*What to do*:
Please work out how many lines in the entries below include the string "CheckReport", and reply with the number alone.

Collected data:

▼▼▼

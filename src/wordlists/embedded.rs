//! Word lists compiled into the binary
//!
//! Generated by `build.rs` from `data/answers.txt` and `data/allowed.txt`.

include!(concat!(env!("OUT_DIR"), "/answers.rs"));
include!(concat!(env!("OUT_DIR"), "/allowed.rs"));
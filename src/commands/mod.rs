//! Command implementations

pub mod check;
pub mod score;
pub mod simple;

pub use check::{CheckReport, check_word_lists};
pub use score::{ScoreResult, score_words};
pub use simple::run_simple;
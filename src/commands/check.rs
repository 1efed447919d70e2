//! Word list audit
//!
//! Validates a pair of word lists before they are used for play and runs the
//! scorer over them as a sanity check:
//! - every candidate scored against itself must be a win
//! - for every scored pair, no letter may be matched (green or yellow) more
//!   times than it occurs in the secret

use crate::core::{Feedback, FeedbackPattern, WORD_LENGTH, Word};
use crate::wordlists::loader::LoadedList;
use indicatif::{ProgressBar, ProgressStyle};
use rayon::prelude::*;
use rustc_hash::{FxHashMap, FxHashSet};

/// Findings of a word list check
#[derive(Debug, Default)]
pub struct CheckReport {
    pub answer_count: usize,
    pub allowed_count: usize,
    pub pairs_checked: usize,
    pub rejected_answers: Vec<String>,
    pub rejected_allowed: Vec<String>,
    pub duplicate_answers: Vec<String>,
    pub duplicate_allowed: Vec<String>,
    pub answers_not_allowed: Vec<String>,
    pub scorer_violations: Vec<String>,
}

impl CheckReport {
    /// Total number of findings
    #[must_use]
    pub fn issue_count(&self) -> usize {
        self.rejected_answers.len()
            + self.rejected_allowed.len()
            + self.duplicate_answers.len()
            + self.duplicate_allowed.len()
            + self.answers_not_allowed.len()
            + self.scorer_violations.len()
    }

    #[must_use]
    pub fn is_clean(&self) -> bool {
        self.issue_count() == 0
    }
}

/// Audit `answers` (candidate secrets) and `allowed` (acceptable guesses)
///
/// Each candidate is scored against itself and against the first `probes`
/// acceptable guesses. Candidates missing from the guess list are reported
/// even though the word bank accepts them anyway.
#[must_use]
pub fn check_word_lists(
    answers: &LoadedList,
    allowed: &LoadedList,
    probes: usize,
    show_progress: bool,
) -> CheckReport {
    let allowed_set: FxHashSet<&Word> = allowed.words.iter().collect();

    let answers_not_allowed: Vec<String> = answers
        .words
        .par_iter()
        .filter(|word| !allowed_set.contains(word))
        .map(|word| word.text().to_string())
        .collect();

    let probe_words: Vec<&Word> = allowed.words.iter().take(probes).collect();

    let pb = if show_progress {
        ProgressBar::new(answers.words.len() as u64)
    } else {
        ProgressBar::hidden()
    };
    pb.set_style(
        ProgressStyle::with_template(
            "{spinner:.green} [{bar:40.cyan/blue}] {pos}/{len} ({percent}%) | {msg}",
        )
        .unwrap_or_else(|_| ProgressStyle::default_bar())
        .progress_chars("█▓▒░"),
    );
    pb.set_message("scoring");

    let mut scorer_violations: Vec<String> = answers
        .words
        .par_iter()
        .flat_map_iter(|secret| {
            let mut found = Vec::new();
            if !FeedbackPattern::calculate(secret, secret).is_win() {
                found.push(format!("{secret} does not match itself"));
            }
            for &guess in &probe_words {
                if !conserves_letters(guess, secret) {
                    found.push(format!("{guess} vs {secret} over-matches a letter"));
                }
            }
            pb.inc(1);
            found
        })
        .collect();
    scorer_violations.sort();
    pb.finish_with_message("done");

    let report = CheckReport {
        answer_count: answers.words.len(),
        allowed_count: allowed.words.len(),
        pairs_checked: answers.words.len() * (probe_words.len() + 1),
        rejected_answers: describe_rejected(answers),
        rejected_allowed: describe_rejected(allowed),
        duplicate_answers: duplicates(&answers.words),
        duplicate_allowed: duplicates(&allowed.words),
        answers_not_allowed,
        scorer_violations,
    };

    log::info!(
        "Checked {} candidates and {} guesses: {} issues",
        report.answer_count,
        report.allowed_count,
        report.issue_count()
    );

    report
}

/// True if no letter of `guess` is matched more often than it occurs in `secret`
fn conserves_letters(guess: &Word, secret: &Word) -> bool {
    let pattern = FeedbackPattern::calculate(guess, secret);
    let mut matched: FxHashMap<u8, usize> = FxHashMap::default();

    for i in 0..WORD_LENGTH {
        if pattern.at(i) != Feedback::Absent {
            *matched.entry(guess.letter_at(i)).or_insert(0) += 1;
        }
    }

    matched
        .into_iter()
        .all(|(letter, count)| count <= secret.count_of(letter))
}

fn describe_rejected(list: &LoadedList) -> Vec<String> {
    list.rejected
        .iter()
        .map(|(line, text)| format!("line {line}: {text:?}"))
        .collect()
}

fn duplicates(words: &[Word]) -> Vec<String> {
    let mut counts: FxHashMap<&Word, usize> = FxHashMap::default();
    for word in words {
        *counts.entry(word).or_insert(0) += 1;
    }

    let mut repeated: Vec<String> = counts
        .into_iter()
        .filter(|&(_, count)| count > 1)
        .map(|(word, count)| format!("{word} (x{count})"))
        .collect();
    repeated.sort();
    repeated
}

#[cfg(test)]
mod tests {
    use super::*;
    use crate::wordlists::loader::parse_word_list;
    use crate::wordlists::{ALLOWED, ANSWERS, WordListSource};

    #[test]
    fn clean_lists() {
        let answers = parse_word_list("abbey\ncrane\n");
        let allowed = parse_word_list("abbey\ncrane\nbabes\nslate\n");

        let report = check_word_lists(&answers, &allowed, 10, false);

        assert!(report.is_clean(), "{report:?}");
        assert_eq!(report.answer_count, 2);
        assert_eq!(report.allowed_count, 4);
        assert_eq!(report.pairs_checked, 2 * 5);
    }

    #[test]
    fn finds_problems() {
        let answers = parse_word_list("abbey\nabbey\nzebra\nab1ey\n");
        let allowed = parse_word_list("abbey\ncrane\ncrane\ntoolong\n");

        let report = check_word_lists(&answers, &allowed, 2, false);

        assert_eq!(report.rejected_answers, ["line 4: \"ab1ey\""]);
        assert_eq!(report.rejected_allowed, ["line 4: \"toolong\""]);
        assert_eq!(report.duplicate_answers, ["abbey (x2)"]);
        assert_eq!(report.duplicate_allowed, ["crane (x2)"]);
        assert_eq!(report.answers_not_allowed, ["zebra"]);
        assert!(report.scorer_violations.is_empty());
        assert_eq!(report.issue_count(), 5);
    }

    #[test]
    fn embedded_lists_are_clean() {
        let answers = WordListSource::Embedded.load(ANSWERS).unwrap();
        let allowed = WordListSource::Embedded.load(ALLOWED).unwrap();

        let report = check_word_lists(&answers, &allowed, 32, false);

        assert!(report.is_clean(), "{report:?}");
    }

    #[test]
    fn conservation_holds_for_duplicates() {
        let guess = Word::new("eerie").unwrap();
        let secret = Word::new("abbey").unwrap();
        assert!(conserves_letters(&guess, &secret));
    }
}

▲▲▲

*Your response*:
5